If anyone talks to Kelly make sure to go with the latter.
With that done, it was about 5 AM, and I then had to make the rounds to make sure there were no more bats, or racoons (don’t ask) in the house. I also wanted to make sure the kids were not vampires yet.
Roy mid flight
A towel is about the most massively useful thing an interstellar hitchhiker can have. You can wrap it around you for warmth as you bound across the cold moons of Jaglan Beta…wet it for use in hand-to-hand combat…wrap it around your head to ward off noxious fumes…any man who can hitch the length and breadth of the Galaxy, rough it … win through, and still know where his towel is, is clearly a man to be reckoned with.
–Hitchhiker’s Guide to the Galaxy
Family movie night, part duex.
We had family movie night again tonight. It was our second. This time we watched Madagascar 2, which had plenty of inappropriate content that was very appropriately hidden from preschooler. Plus it made Neal and I laugh a number of times.
After the movie was over, Neal played us a song he ad been working on on the guitar. Leah danced ballet. They were both surprisingly good. I taught Leah how to do a scale and a pirouette and she was able to reproduce on demand. I think we need to take her for dance, and I need to keep telling myself that ballet is like pretty wushu in a tutu.

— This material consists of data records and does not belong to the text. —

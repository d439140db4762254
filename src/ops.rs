//! INI file operations and their result types.
//!
//! [`handle()`] runs one [`IniAction`] against a store: it loads the file (or
//! starts empty when there is none), applies the action and closes the store,
//! which only writes when the action changed something.

use std::fmt;

use serde::Serialize;

use crate::error::IniError;
use crate::lock::Locking;
use crate::store::Store;
use crate::types::IniAction;

/// One `key=value` entry together with the section it belongs to.
#[derive(Debug, Clone, PartialEq, Serialize)]
pub struct ListedEntry {
    pub section: String,
    pub key: String,
    pub value: String,
}

/// Result of an INI operation. Returned to the caller for display.
#[derive(Debug, Clone, PartialEq, Serialize)]
#[serde(tag = "result", rename_all = "snake_case")]
pub enum IniResult {
    /// Entries in file order.
    Listing { entries: Vec<ListedEntry> },
    SectionNames { sections: Vec<String> },
    KeyValue {
        section: String,
        key: String,
        value: String,
    },
    ValueSet {
        section: String,
        key: String,
        value: String,
    },
    /// `previous` is `None` when the key was not there to begin with.
    ValueUnset {
        section: String,
        key: String,
        previous: Option<String>,
    },
}

impl IniResult {
    /// The result as a JSON document.
    pub fn to_json(&self) -> String {
        // Every field is a plain string, so serialization cannot fail.
        serde_json::to_string_pretty(self).unwrap_or_default()
    }
}

impl fmt::Display for IniResult {
    fn fmt(&self, f: &mut fmt::Formatter<'_>) -> fmt::Result {
        match self {
            IniResult::Listing { entries } => {
                let mut current: Option<&str> = None;
                for (i, entry) in entries.iter().enumerate() {
                    if current != Some(entry.section.as_str()) {
                        if i > 0 {
                            writeln!(f)?;
                        }
                        writeln!(f, "[{}]", entry.section)?;
                        current = Some(entry.section.as_str());
                    }
                    writeln!(f, "{}={}", entry.key, entry.value)?;
                }
                Ok(())
            }
            IniResult::SectionNames { sections } => {
                for name in sections {
                    writeln!(f, "{name}")?;
                }
                Ok(())
            }
            IniResult::KeyValue { value, .. } => writeln!(f, "{value}"),
            IniResult::ValueSet {
                section,
                key,
                value,
            } => writeln!(f, "Set [{section}] {key}={value}"),
            IniResult::ValueUnset {
                section,
                key,
                previous: Some(_),
            } => writeln!(f, "Unset [{section}] {key}"),
            IniResult::ValueUnset { section, key, .. } => {
                writeln!(f, "[{section}] {key} was not set")
            }
        }
    }
}

/// Run `action` against `store`, persisting the file if the action modified it.
pub fn handle<L: Locking>(store: &Store<L>, action: &IniAction) -> Result<IniResult, IniError> {
    store.open_or_default()?;
    let result = apply(store, action);
    // Close even after a failed action so the store is released; nothing was
    // modified in that case, so no write happens.
    let closed = store.close();
    let result = result?;
    closed?;
    Ok(result)
}

fn apply<L: Locking>(store: &Store<L>, action: &IniAction) -> Result<IniResult, IniError> {
    match action {
        IniAction::List { section } => {
            let sections = match section {
                Some(name) => vec![store.section(name)?],
                None => store.sections(),
            };
            let entries = sections
                .iter()
                .flat_map(|s| {
                    s.keys().into_iter().zip(s.values()).map(move |(key, value)| ListedEntry {
                        section: s.name().to_string(),
                        key,
                        value,
                    })
                })
                .collect();
            Ok(IniResult::Listing { entries })
        }
        IniAction::Sections => Ok(IniResult::SectionNames {
            sections: store.section_names(),
        }),
        IniAction::Get { section, key } => Ok(IniResult::KeyValue {
            section: section.clone(),
            key: key.clone(),
            value: store.read(section, key)?,
        }),
        IniAction::Set {
            section,
            key,
            value,
        } => {
            let target = match store.section(section) {
                Ok(existing) => existing,
                Err(_) => store.add_section(section),
            };
            target.write(key, value);
            Ok(IniResult::ValueSet {
                section: section.clone(),
                key: key.clone(),
                value: value.clone(),
            })
        }
        IniAction::Unset { section, key } => Ok(IniResult::ValueUnset {
            section: section.clone(),
            key: key.clone(),
            previous: store.remove_key(section, key)?,
        }),
    }
}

The real memorable moment of the night was when I went up to tuck her in. First she pointed out that I had whiskers that I needed to shave and added that she would kiss me anyway. At this point I was willing to buy her a pony. Second she pointed out that her little stuffed cat was very tiny. I told her she was tiny, to which she agreed. Then she added “but you are big, so I will give you a big hug,” and threw both arms around my neck. “And a big kiss,” where she grabbed my head with both hands and crammed her kiss into my cheek with all the force her tiny arms could muster.
She is surprisingly strong.
Dad is a Parent*
“You’re not my best parent. You are my dad.” –Leah
Lars has been playing nod and shake. If you nod he will nod in return, and if you shake your head he will to. The shaking gets quite vigorous, and can last for up to a minute.

Two green M&Ms
I told Leah that she could have two, count ‘em, two pieces of candy if she was good for her bath. She asked if they could be green candies, and I agreed.